NFL Chief Medical Officer Dr. Allen Sills has maintained the league's health and safety protocols will evolve with more time and understanding of the novel coronavirus, and on Friday, the league issued changes.
In a memo sent to all 32 teams, Sills introduced an updated protocol that included key changes in the way test results are considered, testing protocol following an initial positive test, and the length of the testing exemption period, among other important points of focus.
Test results reported as "presumptive positive" or "inconclusive" should be considered the same as "positive" with regard to further testing, treatment and screening, according to the memo. If a player with no known history of COVID-19 infection (as proved by a documented test) receives a new positive test result and is asymptomatic, then two types of confirmatory tests will be run on the day following the positive test result. During that time, the tested individual must remain out of the facility and isolate at home until the confirmatory test results return. If both types of confirmatory tests are negative, then the individual is not considered COVID-19 positive and may resume all normal activity.
Similar processes are called for by the adjusted protocol in the event the initial test is "invalid" or "inconclusive," per the memo.
The change in protocol comes in response to, among other things, the false positive test for Detroit Lions quarterback Matthew Stafford, per NFL Network Insider Ian Rapoport.
"We always want to produce the most accurate test results," Sills said on a conference call with reporters, per Rapoport. ... "When you have 75,000 tests, you collect a lot of learning."
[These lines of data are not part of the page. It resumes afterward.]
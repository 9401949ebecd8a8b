//! Room registry.
//!
//! Maps room ids to live rooms. Lookups and removals are serialised per
//! entry by the sharded map, so rooms with different ids never contend.

use std::sync::{Arc, Weak};

use dashmap::mapref::entry::Entry;
use dashmap::DashMap;
use tracing::debug;

use super::error::JoinError;
use super::room::Room;

/// Maximum length of a room id, in characters.
pub const MAX_ROOM_ID_LENGTH: usize = 64;

/// Normalize a client-supplied room id.
pub fn validate_room_id(room_id: &str) -> Result<&str, JoinError> {
    let trimmed = room_id.trim();
    if trimmed.is_empty() {
        return Err(JoinError::EmptyRoomId);
    }
    if trimmed.chars().count() > MAX_ROOM_ID_LENGTH {
        return Err(JoinError::RoomIdTooLong);
    }
    Ok(trimmed)
}

/// Room listing entry.
#[derive(Debug, Clone, PartialEq, Eq)]
pub struct RoomSummary {
    pub room_id: String,
    pub member_count: usize,
}

/// Registry of live rooms.
pub struct RoomRegistry {
    rooms: DashMap<String, Arc<Room>>,
    presence: bool,
    this: Weak<RoomRegistry>,
}

impl RoomRegistry {
    /// Create a registry whose rooms announce joins and leaves.
    pub fn new() -> Arc<Self> {
        Self::with_presence(true)
    }

    pub fn with_presence(presence: bool) -> Arc<Self> {
        Arc::new_cyclic(|this| Self {
            rooms: DashMap::new(),
            presence,
            this: this.clone(),
        })
    }

    /// Get the live room for `room_id`, creating it if there is none.
    ///
    /// Concurrent callers for the same id get the same instance. A room that
    /// closed but has not been removed yet is replaced.
    pub fn resolve_or_create(&self, room_id: &str) -> Arc<Room> {
        match self.rooms.entry(room_id.to_string()) {
            Entry::Occupied(mut entry) => {
                if !entry.get().is_closed() {
                    return Arc::clone(entry.get());
                }
                let room = self.new_room(room_id);
                entry.insert(Arc::clone(&room));
                room
            }
            Entry::Vacant(entry) => {
                let room = self.new_room(room_id);
                entry.insert(Arc::clone(&room));
                room
            }
        }
    }

    fn new_room(&self, room_id: &str) -> Arc<Room> {
        debug!("Creating room {}", room_id);
        Arc::new(Room::new(room_id, self.presence, self.this.clone()))
    }

    /// Get a live room without creating it.
    pub fn get(&self, room_id: &str) -> Option<Arc<Room>> {
        self.rooms
            .get(room_id)
            .map(|entry| Arc::clone(entry.value()))
            .filter(|room| !room.is_closed())
    }

    /// Remove `room` from the registry if it is still the registered
    /// instance for `room_id` and has closed.
    ///
    /// Called by the room itself once its last member leaves.
    pub fn remove_if_empty(&self, room_id: &str, room: &Room) -> bool {
        let removed = self
            .rooms
            .remove_if(room_id, |_, current| {
                std::ptr::eq(Arc::as_ptr(current), room) && current.is_closed()
            })
            .is_some();
        if removed {
            debug!("Removed empty room {}", room_id);
        }
        removed
    }

    /// Number of registered rooms.
    pub fn room_count(&self) -> usize {
        self.rooms.len()
    }

    /// List live rooms with their member counts, ordered by id.
    pub async fn list_rooms(&self) -> Vec<RoomSummary> {
        let rooms: Vec<Arc<Room>> = self
            .rooms
            .iter()
            .map(|entry| Arc::clone(entry.value()))
            .collect();

        let mut summaries = Vec::with_capacity(rooms.len());
        for room in rooms {
            if room.is_closed() {
                continue;
            }
            summaries.push(RoomSummary {
                room_id: room.id().to_string(),
                member_count: room.member_count().await,
            });
        }
        summaries.sort_by(|a, b| a.room_id.cmp(&b.room_id));
        summaries
    }
}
Sills would not confirm the NFLPA's count of 56 players testing positive, per NFL Network's Judy Battista.
In the memo, Sills included a reminder directing all players and tiers 1 and 2 personnel to wear a facemask at all times when in the facility (except players may remove their masks when physical activity prevents their use). In response to the use of face shields, the memo stated such shields are not an acceptable substitute for face masks, though they may be worn in addition to a mask for additional protection.
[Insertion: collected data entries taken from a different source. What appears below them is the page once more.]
//! Configuration module for Huddle.

use serde::Deserialize;
use std::path::Path;

use crate::{HuddleError, Result};

/// Server configuration.
#[derive(Debug, Clone, Deserialize)]
pub struct ServerConfig {
    /// Host address to bind.
    #[serde(default = "default_host")]
    pub host: String,
    /// Port number to listen on.
    #[serde(default = "default_port")]
    pub port: u16,
    /// Maximum number of concurrent chat connections.
    #[serde(default = "default_max_connections")]
    pub max_connections: usize,
    /// Seconds a new connection has to send credentials and a room id.
    #[serde(default = "default_auth_timeout")]
    pub auth_timeout_secs: u64,
}

fn default_host() -> String {
    "0.0.0.0".to_string()
}

fn default_port() -> u16 {
    8000
}

fn default_max_connections() -> usize {
    256
}

fn default_auth_timeout() -> u64 {
    30
}

/// Upper bound for `server.auth_timeout_secs` (one day).
pub const MAX_AUTH_TIMEOUT_SECS: u64 = 86_400;

impl Default for ServerConfig {
    fn default() -> Self {
        Self {
            host: default_host(),
            port: default_port(),
            max_connections: default_max_connections(),
            auth_timeout_secs: default_auth_timeout(),
        }
    }
}

/// Database configuration.
#[derive(Debug, Clone, Deserialize)]
pub struct DatabaseConfig {
    /// Path to the SQLite database file.
    #[serde(default = "default_db_path")]
    pub path: String,
}

fn default_db_path() -> String {
    "data/huddle.db".to_string()
}

impl Default for DatabaseConfig {
    fn default() -> Self {
        Self {
            path: default_db_path(),
        }
    }
}

/// Logging configuration.
#[derive(Debug, Clone, Deserialize)]
pub struct LoggingConfig {
    /// Log level (trace, debug, info, warn, error).
    #[serde(default = "default_log_level")]
    pub level: String,
    /// Path to the log file.
    #[serde(default = "default_log_file")]
    pub file: String,
}

fn default_log_level() -> String {
    "info".to_string()
}

fn default_log_file() -> String {
    "logs/huddle.log".to_string()
}

impl Default for LoggingConfig {
    fn default() -> Self {
        Self {
            level: default_log_level(),
            file: default_log_file(),
        }
    }
}

/// Chat engine configuration.
#[derive(Debug, Clone, Deserialize)]
pub struct ChatConfig {
    /// Frames buffered per recipient before it is considered too slow and evicted.
    #[serde(default = "default_outbound_queue_capacity")]
    pub outbound_queue_capacity: usize,
    /// Announce joins and leaves to the other members of a room.
    #[serde(default = "default_presence_notifications")]
    pub presence_notifications: bool,
    /// Only allow joining rooms that were created beforehand.
    #[serde(default)]
    pub require_registered_rooms: bool,
}

fn default_outbound_queue_capacity() -> usize {
    256
}

fn default_presence_notifications() -> bool {
    true
}

impl Default for ChatConfig {
    fn default() -> Self {
        Self {
            outbound_queue_capacity: default_outbound_queue_capacity(),
            presence_notifications: default_presence_notifications(),
            require_registered_rooms: false,
        }
    }
}

/// Main configuration structure.
#[derive(Debug, Clone, Deserialize, Default)]
pub struct Config {
    /// Server configuration.
    #[serde(default)]
    pub server: ServerConfig,
    /// Database configuration.
    #[serde(default)]
    pub database: DatabaseConfig,
    /// Logging configuration.
    #[serde(default)]
    pub logging: LoggingConfig,
    /// Chat engine configuration.
    #[serde(default)]
    pub chat: ChatConfig,
}

impl Config {
    /// Load configuration from a TOML file.
    pub fn load<P: AsRef<Path>>(path: P) -> Result<Self> {
        let content = std::fs::read_to_string(path.as_ref()).map_err(HuddleError::Io)?;
        Self::parse(&content)
    }

    /// Load configuration from a TOML file and apply environment variable overrides.
    pub fn load_with_env<P: AsRef<Path>>(path: P) -> Result<Self> {
        let mut config = Self::load(path)?;
        config.apply_env_overrides();
        Ok(config)
    }

    /// Parse configuration from a TOML string.
    pub fn parse(s: &str) -> Result<Self> {
        toml::from_str(s).map_err(|e| HuddleError::Config(format!("config parse error: {e}")))
    }

    /// Apply environment variable overrides to the configuration.
    ///
    /// Supported environment variables:
    /// - `HUDDLE_DATABASE_PATH`: Override the database file path
    /// - `HUDDLE_LOG_LEVEL`: Override the log level
    pub fn apply_env_overrides(&mut self) {
        if let Ok(path) = std::env::var("HUDDLE_DATABASE_PATH") {
            if !path.is_empty() {
                self.database.path = path;
            }
        }
        if let Ok(level) = std::env::var("HUDDLE_LOG_LEVEL") {
            if !level.is_empty() {
                self.logging.level = level;
            }
        }
    }

    /// Validate the configuration.
    pub fn validate(&self) -> Result<()> {
        if self.server.max_connections == 0 {
            return Err(HuddleError::Config(
                "server.max_connections must be at least 1".to_string(),
            ));
        }
        if !(1..=MAX_AUTH_TIMEOUT_SECS).contains(&self.server.auth_timeout_secs) {
            return Err(HuddleError::Config(format!(
                "server.auth_timeout_secs must be between 1 and {MAX_AUTH_TIMEOUT_SECS}"
            )));
        }
        if self.chat.outbound_queue_capacity == 0 {
            return Err(HuddleError::Config(
                "chat.outbound_queue_capacity must be at least 1".to_string(),
            ));
        }
        Ok(())
    }
}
As Battista tweeted, out goes the beekeeper look in NFL facilities.
False-positive tests and positive tests for players who have some remnant of the virus that is no longer active have revealed a gray area in the league's existing protocol. These changes aim to address those situations with the goal of maintaining safety with isolation of said players, but also avoiding players missing games due to false-positive tests, per Battista.
As for daily testing, which Browns center and NFLPA president JC Tretter has called for beyond the end of the initial two-week window, Sills did not rule it out, per Battista. Further discussion and analysis of results are needed, Sills said.